Con humildad exquisita reconoció y pidió perdón por los pecados de la Iglesia de ayer y los de la de hoy. Congregó a millones de jóvenes, a los que cautivaba mostrándoles un camino exigente e invitándoles a ser, así, centinelas de un mañana mejor. Los jóvenes del mundo le reconocieron como un padre, un guía, un auténtico educador. No se puede olvidar el abrazo entre el Papa y aquel joven que, durante la vigilia de Tor Vergata, logró superar los cordones de seguridad para decirle simplemente: «¡Gracias, te quiero!».

Difícilmente olvidaremos aquella noche del 2 de Abril. Todo el mundo, cristiano o no, miraba a Roma. Todos los medios de comunicación, de cualquier tendencia o ideología tenían su punto de mira en aquel balcón que da a la Plaza de San Pedro.

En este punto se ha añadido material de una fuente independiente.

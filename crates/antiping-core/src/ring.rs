//! Fixed-capacity circular buffer.
//!
//! `BoundedRing` stores up to `capacity` elements in a pre-sized slot array
//! and a write cursor. Logical index `0` is the oldest retained element and
//! `-1` the most recent, following slice-from-the-end conventions. Appending
//! to a full ring overwrites the chronologically oldest element; eviction
//! order is insertion order regardless of any ordering a caller layers on
//! top.

use crate::errors::{CollectionError, Result};

/// Fixed-capacity circular buffer with FIFO overwrite.
#[derive(Debug, Clone)]
pub struct BoundedRing<T> {
    slots: Vec<Option<T>>,
    /// Physical slot the next append writes to.
    next: usize,
    len: usize,
}

impl<T> BoundedRing<T> {
    /// Create an empty ring holding at most `capacity` elements.
    pub fn new(capacity: usize) -> Result<Self> {
        if capacity == 0 {
            return Err(CollectionError::ZeroCapacity);
        }
        let mut slots = Vec::with_capacity(capacity);
        slots.resize_with(capacity, || None);
        Ok(Self {
            slots,
            next: 0,
            len: 0,
        })
    }

    /// Fixed capacity chosen at construction.
    pub fn capacity(&self) -> usize {
        self.slots.len()
    }

    /// Number of retained elements.
    pub fn len(&self) -> usize {
        self.len
    }

    /// Whether the ring holds no elements.
    pub fn is_empty(&self) -> bool {
        self.len == 0
    }

    /// Whether the next append will overwrite the oldest element.
    pub fn is_full(&self) -> bool {
        self.len == self.capacity()
    }

    /// Append `item`, returning the evicted oldest element when full.
    pub fn append(&mut self, item: T) -> Option<T> {
        let cap = self.capacity();
        let evicted = self.slots[self.next].replace(item);
        self.next = (self.next + 1) % cap;
        if self.len < cap {
            self.len += 1;
            None
        } else {
            evicted
        }
    }

    /// Remove and return the oldest element.
    pub fn pop_front(&mut self) -> Result<T> {
        let index = self
            .physical_index(0)
            .map_err(|_| CollectionError::underflow("pop_front"))?;
        let item = self.slots[index]
            .take()
            .ok_or_else(|| CollectionError::underflow("pop_front"))?;
        self.len -= 1;
        Ok(item)
    }

    /// Remove and return the most recently retained element.
    pub fn pop_back(&mut self) -> Result<T> {
        let index = self
            .physical_index(-1)
            .map_err(|_| CollectionError::underflow("pop_back"))?;
        let item = self.slots[index]
            .take()
            .ok_or_else(|| CollectionError::underflow("pop_back"))?;
        self.len -= 1;
        self.next = index;
        Ok(item)
    }

    /// Borrow the element at logical `index`.
    pub fn get(&self, index: isize) -> Result<&T> {
        let physical = self.physical_index(index)?;
        self.slots[physical]
            .as_ref()
            .ok_or_else(|| CollectionError::out_of_range(index, self.len))
    }

    /// Mutably borrow the element at logical `index`.
    pub fn get_mut(&mut self, index: isize) -> Result<&mut T> {
        let physical = self.physical_index(index)?;
        let len = self.len;
        self.slots[physical]
            .as_mut()
            .ok_or_else(|| CollectionError::out_of_range(index, len))
    }

    /// Replace the element at logical `index`, returning the previous one.
    pub fn set(&mut self, index: isize, item: T) -> Result<T> {
        let slot = self.get_mut(index)?;
        Ok(std::mem::replace(slot, item))
    }

    /// Exchange the elements at two logical indices.
    pub fn swap(&mut self, a: isize, b: isize) -> Result<()> {
        let pa = self.physical_index(a)?;
        let pb = self.physical_index(b)?;
        self.slots.swap(pa, pb);
        Ok(())
    }

    /// Iterate from oldest to newest.
    pub fn iter(&self) -> impl Iterator<Item = &T> + '_ {
        let cap = self.capacity();
        let start = (self.next + cap - self.len) % cap;
        (0..self.len).filter_map(move |i| self.slots[(start + i) % cap].as_ref())
    }

    fn physical_index(&self, index: isize) -> Result<usize> {
        let cap = self.capacity();
        let offset = index.unsigned_abs();
        if index >= 0 {
            if offset >= self.len {
                return Err(CollectionError::out_of_range(index, self.len));
            }
            Ok((self.next + cap - self.len + offset) % cap)
        } else {
            if offset > self.len {
                return Err(CollectionError::out_of_range(index, self.len));
            }
            Ok((self.next + cap - offset) % cap)
        }
    }
}

impl<'a, T> IntoIterator for &'a BoundedRing<T> {
    type Item = &'a T;
    type IntoIter = Box<dyn Iterator<Item = &'a T> + 'a>;

    fn into_iter(self) -> Self::IntoIter {
        Box::new(self.iter())
    }
}

#[cfg(test)]
mod tests {
    use super::*;

    fn ring_of(cap: usize, items: &[i32]) -> BoundedRing<i32> {
        let mut ring = BoundedRing::new(cap).unwrap();
        for item in items {
            ring.append(*item);
        }
        ring
    }

    fn contents(ring: &BoundedRing<i32>) -> Vec<i32> {
        ring.iter().copied().collect()
    }

    #[test]
    fn test_zero_capacity_rejected() {
        assert_eq!(
            BoundedRing::<i32>::new(0).unwrap_err(),
            CollectionError::ZeroCapacity
        );
    }

    #[test]
    fn test_append_within_capacity() {
        let ring = ring_of(3, &[321, 654, 789]);
        assert_eq!(ring.len(), 3);
        assert!(ring.is_full());
        assert_eq!(contents(&ring), vec![321, 654, 789]);
    }

    #[test]
    fn test_append_past_capacity_evicts_oldest() {
        let mut ring = ring_of(3, &[321, 654, 789]);
        assert_eq!(ring.append(987), Some(321));
        assert_eq!(ring.len(), 3);
        assert_eq!(contents(&ring), vec![654, 789, 987]);

        assert_eq!(ring.append(111), Some(654));
        assert_eq!(contents(&ring), vec![789, 987, 111]);
    }

    #[test]
    fn test_negative_indexing() {
        let ring = ring_of(3, &[1, 2, 3, 4]);
        assert_eq!(*ring.get(-1).unwrap(), 4);
        assert_eq!(*ring.get(-3).unwrap(), 2);
        assert_eq!(*ring.get(0).unwrap(), 2);
        assert_eq!(
            ring.get(-4).unwrap_err(),
            CollectionError::out_of_range(-4, 3)
        );
        assert_eq!(ring.get(3).unwrap_err(), CollectionError::out_of_range(3, 3));
    }

    #[test]
    fn test_set_and_swap() {
        let mut ring = ring_of(4, &[10, 20, 30]);
        assert_eq!(ring.set(1, 25).unwrap(), 20);
        ring.swap(0, -1).unwrap();
        assert_eq!(contents(&ring), vec![30, 25, 10]);
        assert!(ring.set(3, 0).is_err());
    }

    #[test]
    fn test_pop_front_and_back() {
        let mut ring = ring_of(3, &[1, 2, 3, 4]);
        assert_eq!(ring.pop_front().unwrap(), 2);
        assert_eq!(ring.pop_back().unwrap(), 4);
        assert_eq!(contents(&ring), vec![3]);

        ring.append(5);
        ring.append(6);
        assert_eq!(contents(&ring), vec![3, 5, 6]);
        assert_eq!(ring.append(7), Some(3));
        assert_eq!(contents(&ring), vec![5, 6, 7]);
    }

    #[test]
    fn test_pop_empty_underflows() {
        let mut ring = BoundedRing::<i32>::new(2).unwrap();
        assert_eq!(
            ring.pop_front().unwrap_err(),
            CollectionError::underflow("pop_front")
        );
        assert_eq!(
            ring.pop_back().unwrap_err(),
            CollectionError::underflow("pop_back")
        );

        ring.append(1);
        ring.pop_back().unwrap();
        assert!(ring.pop_back().is_err());
        assert!(ring.is_empty());
    }
}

Jamás la historia había registrado una concentración tan multitudinaria en torno a un difunto. Si ciertamente fue una muerte anunciada la suya, no por eso fue menos conmovedora. Reyes, Jefes de Estado y de Gobierno, ministros y gobernantes de casi todos los países quisieron unirse a aquel homenaje al Papa universal. El Papa que había reunido en Asís a líderes de todas las religiones, veía desde la casa del Padre cómo todas las religiones estaban representadas también en torno a su féretro. Y recordamos el grito de «¡Santo Súbito!», que de manera espontánea empezaron a corear miles de gargantas.

De él dijo Benedicto XVI: “El llorado pontífice, purificado en el crisol de las fatigas apostólicas y de la enfermedad, apareció siempre como una roca de la fe. Quien ha tenido la oportunidad de frecuentarlo de cerca ha podido casi tocar con la mano aquella fe serena y firme. Una fe convencida, fuerte, auténtica, libre de miedos y componendas”.

La vida y el ministerio de Juan Pablo II estuvieron enmarcados por lo que fue el lema mariano de su pontificado: «Totus Tuus»- «Todo Tuyo». Huérfano de Madre, Maria fue su madre en la tierra y lo es ahora en el cielo.

Damos gracias a Dios por su vida y por su muerte. Nos confiamos ahora a la intercesión de estos dos grandes santos. Sabemos que sus voces siguen sonando, unida ahora al coro de los santos en el cielo. Amén.